PROBLEM REQUIREMENTS :: Please print, word for word, every line from the one that contains "Builds a box." through the last line of the records, and nothing else.

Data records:
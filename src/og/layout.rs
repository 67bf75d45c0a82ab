//! Engine-neutral box tree describing a preview card.

#[derive(Debug, Clone, Copy, PartialEq, Eq, Default)]
pub enum Display {
    #[default]
    Flex,
    Block,
    None,
}

#[derive(Debug, Clone, Copy, PartialEq, Eq, Default)]
pub enum Direction {
    #[default]
    Row,
    Column,
}

#[derive(Debug, Clone, Copy, PartialEq, Eq, Default)]
pub enum Justify {
    #[default]
    Start,
    Center,
    SpaceBetween,
}

#[derive(Debug, Clone, Copy, PartialEq, Eq, Default)]
pub enum Align {
    #[default]
    Stretch,
    Start,
    Center,
}

#[derive(Debug, Clone, Copy, PartialEq, Default)]
pub enum Position {
    #[default]
    Relative,
    Absolute {
        top: Option<f32>,
        right: Option<f32>,
        bottom: Option<f32>,
        left: Option<f32>,
    },
}

/// Box and text attributes. Text attributes left as `None` inherit from the
/// enclosing box.
#[derive(Debug, Clone, PartialEq, Default)]
pub struct Style {
    pub display: Option<Display>,
    pub direction: Direction,
    pub justify: Justify,
    pub align: Align,
    pub gap: f32,
    pub padding: f32,
    pub width: Option<f32>,
    pub height: Option<f32>,
    pub max_width: Option<f32>,
    pub position: Position,
    pub z_index: i32,
    pub radius: f32,
    pub background: Option<String>,
    pub border: Option<(f32, String)>,
    pub overflow_hidden: bool,
    pub color: Option<String>,
    pub font_family: Option<String>,
    pub font_size: Option<f32>,
    pub font_weight: Option<u16>,
    pub line_height: Option<f32>,
    /// In em.
    pub letter_spacing: Option<f32>,
    pub uppercase: bool,
}

impl Style {
    pub fn is_absolute(&self) -> bool {
        matches!(self.position, Position::Absolute { .. })
    }
}

#[derive(Debug, Clone, PartialEq)]
pub struct Container {
    pub style: Style,
    pub children: Vec<LayoutNode>,
}

#[derive(Debug, Clone, PartialEq)]
pub enum LayoutNode {
    Container(Container),
    Text(String),
}

impl LayoutNode {
    /// Builds a box. Boxes lay out as flex unless the style says otherwise,
    /// and empty text children are dropped.
    pub fn container(mut style: Style, children: Vec<LayoutNode>) -> Self {
        if style.display.is_none() {
            style.display = Some(Display::Flex);
        }
        let children = children
            .into_iter()
            .filter(|child| !matches!(child, LayoutNode::Text(text) if text.is_empty()))
            .collect();
        LayoutNode::Container(Container { style, children })
    }

    pub fn text(value: impl Into<String>) -> Self {
        LayoutNode::Text(value.into())
    }

    pub fn display(&self) -> Display {
        match self {
            LayoutNode::Container(container) => container.style.display.unwrap_or_default(),
            LayoutNode::Text(_) => Display::Block,
        }
    }

    pub fn style(&self) -> Option<&Style> {
        match self {
            LayoutNode::Container(container) => Some(&container.style),
            LayoutNode::Text(_) => None,
        }
    }
}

ANSWER ::
    /// Builds a box. Boxes lay out as flex unless the style says otherwise,
    /// and empty text children are dropped.
    pub fn container(mut style: Style, children: Vec<LayoutNode>) -> Self {
        if style.display.is_none() {
            style.display = Some(Display::Flex);
        }
        let children = children
            .into_iter()
            .filter(|child| !matches!(child, LayoutNode::Text(text) if text.is_empty()))
            .collect();
        LayoutNode::Container(Container { style, children })
    }

    pub fn text(value: impl Into<String>) -> Self {
        LayoutNode::Text(value.into())
    }

    pub fn display(&self) -> Display {
        match self {
            LayoutNode::Container(container) => container.style.display.unwrap_or_default(),
            LayoutNode::Text(_) => Display::Block,
        }
    }

    pub fn style(&self) -> Option<&Style> {
        match self {
            LayoutNode::Container(container) => Some(&container.style),
            LayoutNode::Text(_) => None,
        }
    }
}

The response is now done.